The centuries old questions, Is it true that you're nobody until somebody loves you? Can women have sex like men? Can we be happy alone? seems central in the development of the whole plot. In pursuit of the answers the four characters changed sexual partners as often as I changed my underwear and disposed them off as easily as, hmmmm wait I was just about to say my underwear too, but I dont. Every relationship that the characters went through distant themselves from the emotional and economic securities and every failed relationship ended up the most convenient form of self-help, Shopping. A pair of shoes will soothed hurt feeling, broken heart could be mend by a handbag, powerlessness by a dress and the disappointment of love was replaced by the joy of Gucci. It is a society where everything is consumable.

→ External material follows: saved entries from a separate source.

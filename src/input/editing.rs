use crate::{actions, app::App, config::key_match, models::InputMode};
use crossterm::event::{KeyCode, KeyEvent, KeyModifiers};

pub fn handle_composing_mode(app: &mut App, key: KeyEvent) {
    if key_match(&key, &app.config.keybindings.submit) {
        actions::submit_composer(app);
        return;
    }
    if key_match(&key, &app.config.keybindings.cancel) {
        app.transition_to(InputMode::Navigate);
        return;
    }
    // Enter submits, so a modified Enter adds a line.
    if key.code == KeyCode::Enter
        && key
            .modifiers
            .intersects(KeyModifiers::SHIFT | KeyModifiers::ALT)
    {
        app.textarea.insert_newline();
        return;
    }
    app.textarea.input(key);
}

But as we must, the characters in Sex and the City eventually had to deal with aging, babies that cannot be postponed any longer, illness, and death. For the characters to ring true, they had to face the questions that being human creates. And nothing else makes us more human than our decaying and aging bodies.

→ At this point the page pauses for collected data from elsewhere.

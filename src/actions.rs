use crate::{
    app::App,
    integrations::gemini,
    intake,
    models::InputMode,
    stats::entries_in_period,
    sync,
};
use chrono::Utc;
use tracing::{error, info};

pub fn submit_composer(app: &mut App) {
    let input = app.textarea.lines().join("\n").trim().to_string();
    if input.is_empty() {
        app.toast("Nothing to log.");
        return;
    }
    if app.is_extracting() {
        app.toast("Still analyzing the previous input...");
        return;
    }
    if app.config.gemini.resolve_api_key().is_empty() {
        app.toast("Set gemini.api_key in config.toml or GEMINI_API_KEY.");
        return;
    }

    let receiver = intake::spawn_prepare_entries(
        app.config.gemini.clone(),
        app.notion.clone(),
        app.config.notion.clone(),
        input.clone(),
    );
    app.intake_receiver = Some(receiver);
    app.pending_input = Some(input);
    app.transition_to(InputMode::Navigate);
}

pub fn start_sync(app: &mut App) {
    if app.is_syncing() {
        app.toast("Sync already running.");
        return;
    }
    let missing = app.notion.missing_sync_fields();
    if !missing.is_empty() {
        app.toast(format!(
            "Notion not configured (missing {}). Run `lifestream notion set`.",
            missing.join(", ")
        ));
        return;
    }
    let unsynced = app.store.unsynced_count();
    if unsynced == 0 {
        app.toast("Everything is already synced.");
        return;
    }

    info!(unsynced, "starting sync from dashboard");
    app.sync_receiver = Some(sync::spawn_sync(
        app.store.entries().to_vec(),
        app.notion.clone(),
        app.config.notion.clone(),
        app.config.sync.delay(),
    ));
    app.toast(format!("Syncing {unsynced} entries to Notion..."));
}

pub fn request_delete(app: &mut App) {
    if app.selected_entry().is_some() {
        app.show_delete_popup = true;
    } else {
        app.toast("No entry selected.");
    }
}

pub fn delete_selected(app: &mut App) {
    app.show_delete_popup = false;
    let Some(entry) = app.selected_entry() else {
        return;
    };
    let (id, task) = (entry.id.clone(), entry.task.clone());
    match app.store.delete(&id) {
        Ok(_) => {
            app.refresh();
            app.toast(format!("Deleted \"{task}\"."));
        }
        Err(err) => {
            error!(error = %err, "failed to delete entry");
            app.toast("Failed to delete entry.");
        }
    }
}

pub fn request_clear(app: &mut App) {
    if app.store.is_empty() {
        app.toast("Nothing to clear.");
    } else {
        app.show_clear_popup = true;
    }
}

pub fn clear_all(app: &mut App) {
    app.show_clear_popup = false;
    match app.store.clear() {
        Ok(()) => {
            app.refresh();
            app.toast("All entries deleted.");
        }
        Err(err) => {
            error!(error = %err, "failed to clear entries");
            app.toast("Failed to clear entries.");
        }
    }
}

pub fn cycle_period(app: &mut App) {
    app.period = app.period.next();
    app.toast(format!("Report period: {}", app.period));
}

pub fn generate_report(app: &mut App) {
    if app.is_reporting() {
        app.show_report_popup = true;
        return;
    }
    let entries = entries_in_period(app.store.entries(), app.period, Utc::now());
    if entries.is_empty() {
        app.toast(format!("No entries in the last {} days.", app.period.days()));
        return;
    }
    if app.config.gemini.resolve_api_key().is_empty() {
        app.toast("Set gemini.api_key in config.toml or GEMINI_API_KEY.");
        return;
    }

    app.report_text = None;
    app.report_scroll = 0;
    app.show_report_popup = true;
    app.report_receiver = Some(gemini::spawn_report(
        app.config.gemini.clone(),
        entries,
        app.period,
    ));
}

Albeit much that has been said, I am still as confused as I was with what the series is trying to portray, Heck it is not that I am saying that Sex and the City is a bad show, it was created by a gay guy for god sake, so how bad can it be?
Saturday, May 24, 2008
The Movie that Was Not

I have been to many movies which I end sleeping through the show instead of making my money worth its while. The last time that I slept through a movie sound asleep not knowing what happened was watching Elektra. I only remembered waking up mid way through the show and seeing the Jennifer Garner doing the most mind bobbling mid-air leg spread which every one in the right sense would know that it is impossible. As soon as she completes the mid-air split, my brain quickly switches off to the end of the show. I supposed the only thing that I enjoyed about the movie was her red latex jumpsuit.... what's up with that dude. I can only imagine what she had to go through putting it on and taking it off. :-) Well at least if I am there watching her taking it off it will be a treat of a lifetime.

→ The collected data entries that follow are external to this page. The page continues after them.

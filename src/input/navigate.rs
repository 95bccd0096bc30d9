use crate::{actions, app::App, config::key_match, models::InputMode};
use crossterm::event::KeyEvent;

pub fn handle_normal_mode(app: &mut App, key: KeyEvent) {
    let bindings = &app.config.keybindings;
    if key_match(&key, &bindings.quit) {
        app.quit();
    } else if key_match(&key, &bindings.help) {
        app.show_help_popup = true;
    } else if key_match(&key, &bindings.compose) {
        if app.is_extracting() {
            app.toast("Still analyzing the previous input...");
        } else {
            app.transition_to(InputMode::Composing);
        }
    } else if key_match(&key, &bindings.down) {
        app.select_next();
    } else if key_match(&key, &bindings.up) {
        app.select_prev();
    } else if key_match(&key, &bindings.clear_all) {
        actions::request_clear(app);
    } else if key_match(&key, &bindings.delete) {
        actions::request_delete(app);
    } else if key_match(&key, &bindings.sync) {
        actions::start_sync(app);
    } else if key_match(&key, &bindings.report) {
        actions::generate_report(app);
    } else if key_match(&key, &bindings.cycle_period) {
        actions::cycle_period(app);
    }
}

#[cfg(test)]
mod tests {
    use super::*;
    use crate::config::{Config, DataConfig};
    use crate::storage::tests::{sample_entry, temp_data_dir};
    use crossterm::event::{KeyCode, KeyModifiers};

    fn app_with_entry() -> App<'static> {
        let config = Config {
            data: DataConfig {
                data_dir: temp_data_dir(),
            },
            ..Config::default()
        };
        let mut app = App::new(config).unwrap();
        app.store.append(vec![sample_entry("a", "one")]).unwrap();
        app.refresh();
        app
    }

    #[test]
    fn lowercase_c_does_not_ask_to_clear() {
        let mut app = app_with_entry();
        handle_normal_mode(&mut app, KeyEvent::new(KeyCode::Char('c'), KeyModifiers::NONE));
        assert!(!app.show_clear_popup);

        handle_normal_mode(&mut app, KeyEvent::new(KeyCode::Char('C'), KeyModifiers::SHIFT));
        assert!(app.show_clear_popup);
        assert_eq!(app.store.len(), 1);
    }
}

I was extremely disappointed watching Indiana Jones after all the hype about the show, I am forced to realised that Harrison Ford is just getting too old. I like many others have reached a movie buff conclusion that it is simply impossible to top an iconic, legendary film or series. The original can't be beat, and is next to impossible to match. Doesn't matter who directs, stars, the effects, etc - can't be done. Crystal Skull simply let us down on the simple stuff. I seriously, faithfully and eagerly wanted to love the movie - but I was disappointed.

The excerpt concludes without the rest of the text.